- Saved entries
----------
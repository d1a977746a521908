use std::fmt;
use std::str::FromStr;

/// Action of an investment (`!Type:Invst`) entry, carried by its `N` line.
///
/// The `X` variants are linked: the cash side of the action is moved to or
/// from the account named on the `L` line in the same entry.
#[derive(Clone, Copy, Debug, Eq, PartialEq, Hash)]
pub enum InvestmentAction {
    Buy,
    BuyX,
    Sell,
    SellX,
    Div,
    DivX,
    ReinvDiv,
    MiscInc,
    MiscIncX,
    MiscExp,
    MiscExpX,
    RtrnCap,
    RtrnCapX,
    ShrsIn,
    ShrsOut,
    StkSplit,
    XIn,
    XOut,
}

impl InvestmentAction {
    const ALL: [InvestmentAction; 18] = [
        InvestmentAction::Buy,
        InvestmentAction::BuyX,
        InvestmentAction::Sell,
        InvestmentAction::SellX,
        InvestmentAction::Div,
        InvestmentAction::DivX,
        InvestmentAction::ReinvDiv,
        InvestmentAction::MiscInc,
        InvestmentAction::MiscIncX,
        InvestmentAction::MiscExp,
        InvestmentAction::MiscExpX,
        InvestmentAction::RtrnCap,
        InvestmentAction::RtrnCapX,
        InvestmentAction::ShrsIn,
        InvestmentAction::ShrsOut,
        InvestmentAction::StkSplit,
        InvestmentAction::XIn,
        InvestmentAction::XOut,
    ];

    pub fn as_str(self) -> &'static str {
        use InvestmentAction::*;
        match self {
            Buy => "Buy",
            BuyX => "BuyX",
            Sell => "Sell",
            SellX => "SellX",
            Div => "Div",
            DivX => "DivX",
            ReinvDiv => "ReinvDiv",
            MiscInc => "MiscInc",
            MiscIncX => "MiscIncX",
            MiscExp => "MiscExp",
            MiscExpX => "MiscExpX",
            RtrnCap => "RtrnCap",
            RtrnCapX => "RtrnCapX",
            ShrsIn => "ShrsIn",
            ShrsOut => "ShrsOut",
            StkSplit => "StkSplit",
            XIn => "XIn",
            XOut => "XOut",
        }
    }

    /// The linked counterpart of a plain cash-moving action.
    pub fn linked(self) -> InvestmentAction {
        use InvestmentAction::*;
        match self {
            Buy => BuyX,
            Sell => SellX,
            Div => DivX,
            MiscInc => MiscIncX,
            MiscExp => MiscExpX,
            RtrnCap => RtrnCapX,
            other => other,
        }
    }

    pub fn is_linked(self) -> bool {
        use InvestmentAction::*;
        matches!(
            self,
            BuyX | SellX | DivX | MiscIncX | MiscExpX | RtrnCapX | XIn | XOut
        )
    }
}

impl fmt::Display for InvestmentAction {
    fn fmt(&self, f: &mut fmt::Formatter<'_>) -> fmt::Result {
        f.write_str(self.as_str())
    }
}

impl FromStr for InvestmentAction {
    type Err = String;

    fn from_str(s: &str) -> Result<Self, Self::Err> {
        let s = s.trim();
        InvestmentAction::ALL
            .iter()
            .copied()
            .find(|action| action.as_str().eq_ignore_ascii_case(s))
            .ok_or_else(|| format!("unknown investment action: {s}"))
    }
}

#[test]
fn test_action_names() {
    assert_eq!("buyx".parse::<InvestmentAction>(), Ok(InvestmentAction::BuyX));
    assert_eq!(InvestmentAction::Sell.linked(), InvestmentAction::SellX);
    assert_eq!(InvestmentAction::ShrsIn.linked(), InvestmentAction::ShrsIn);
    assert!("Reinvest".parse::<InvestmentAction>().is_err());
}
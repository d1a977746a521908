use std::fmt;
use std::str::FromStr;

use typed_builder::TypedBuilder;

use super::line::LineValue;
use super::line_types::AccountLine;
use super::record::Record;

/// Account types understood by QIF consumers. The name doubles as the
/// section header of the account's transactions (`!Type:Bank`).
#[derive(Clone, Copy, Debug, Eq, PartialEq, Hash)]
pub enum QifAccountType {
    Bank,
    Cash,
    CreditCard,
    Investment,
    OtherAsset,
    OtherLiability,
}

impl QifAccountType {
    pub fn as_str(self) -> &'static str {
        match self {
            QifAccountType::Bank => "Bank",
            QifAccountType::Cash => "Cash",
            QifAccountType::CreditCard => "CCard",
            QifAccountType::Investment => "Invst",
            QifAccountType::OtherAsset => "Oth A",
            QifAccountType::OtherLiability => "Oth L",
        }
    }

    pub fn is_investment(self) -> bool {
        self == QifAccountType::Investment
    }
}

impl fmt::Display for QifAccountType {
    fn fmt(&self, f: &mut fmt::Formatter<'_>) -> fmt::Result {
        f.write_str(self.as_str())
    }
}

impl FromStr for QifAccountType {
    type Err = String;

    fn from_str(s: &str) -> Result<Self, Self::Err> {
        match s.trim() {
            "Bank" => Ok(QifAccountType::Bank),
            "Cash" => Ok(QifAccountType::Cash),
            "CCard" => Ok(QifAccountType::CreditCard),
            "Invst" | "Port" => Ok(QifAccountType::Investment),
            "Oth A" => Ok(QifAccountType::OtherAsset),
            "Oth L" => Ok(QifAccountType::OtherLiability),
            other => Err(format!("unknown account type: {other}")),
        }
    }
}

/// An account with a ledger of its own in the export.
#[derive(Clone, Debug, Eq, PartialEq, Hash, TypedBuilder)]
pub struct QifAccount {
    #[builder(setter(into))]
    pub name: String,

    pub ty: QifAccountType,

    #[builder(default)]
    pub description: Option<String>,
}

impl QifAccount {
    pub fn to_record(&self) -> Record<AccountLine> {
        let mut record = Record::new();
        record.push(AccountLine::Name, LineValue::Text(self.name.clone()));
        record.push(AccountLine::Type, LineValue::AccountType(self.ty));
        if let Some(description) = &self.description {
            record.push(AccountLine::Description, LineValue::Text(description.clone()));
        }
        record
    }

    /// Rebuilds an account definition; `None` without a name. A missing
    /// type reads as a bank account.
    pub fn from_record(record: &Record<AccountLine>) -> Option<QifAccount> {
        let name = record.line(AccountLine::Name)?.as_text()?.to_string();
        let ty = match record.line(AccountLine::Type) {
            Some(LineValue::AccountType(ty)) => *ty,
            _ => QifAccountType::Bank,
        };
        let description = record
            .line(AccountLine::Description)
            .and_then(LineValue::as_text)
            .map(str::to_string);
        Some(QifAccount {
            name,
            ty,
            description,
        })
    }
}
----------
- WORK TO BE COMPLETED
For the word "FromStr", count the lines of the records that contain it and give only the number.

- ANSWER BOX
4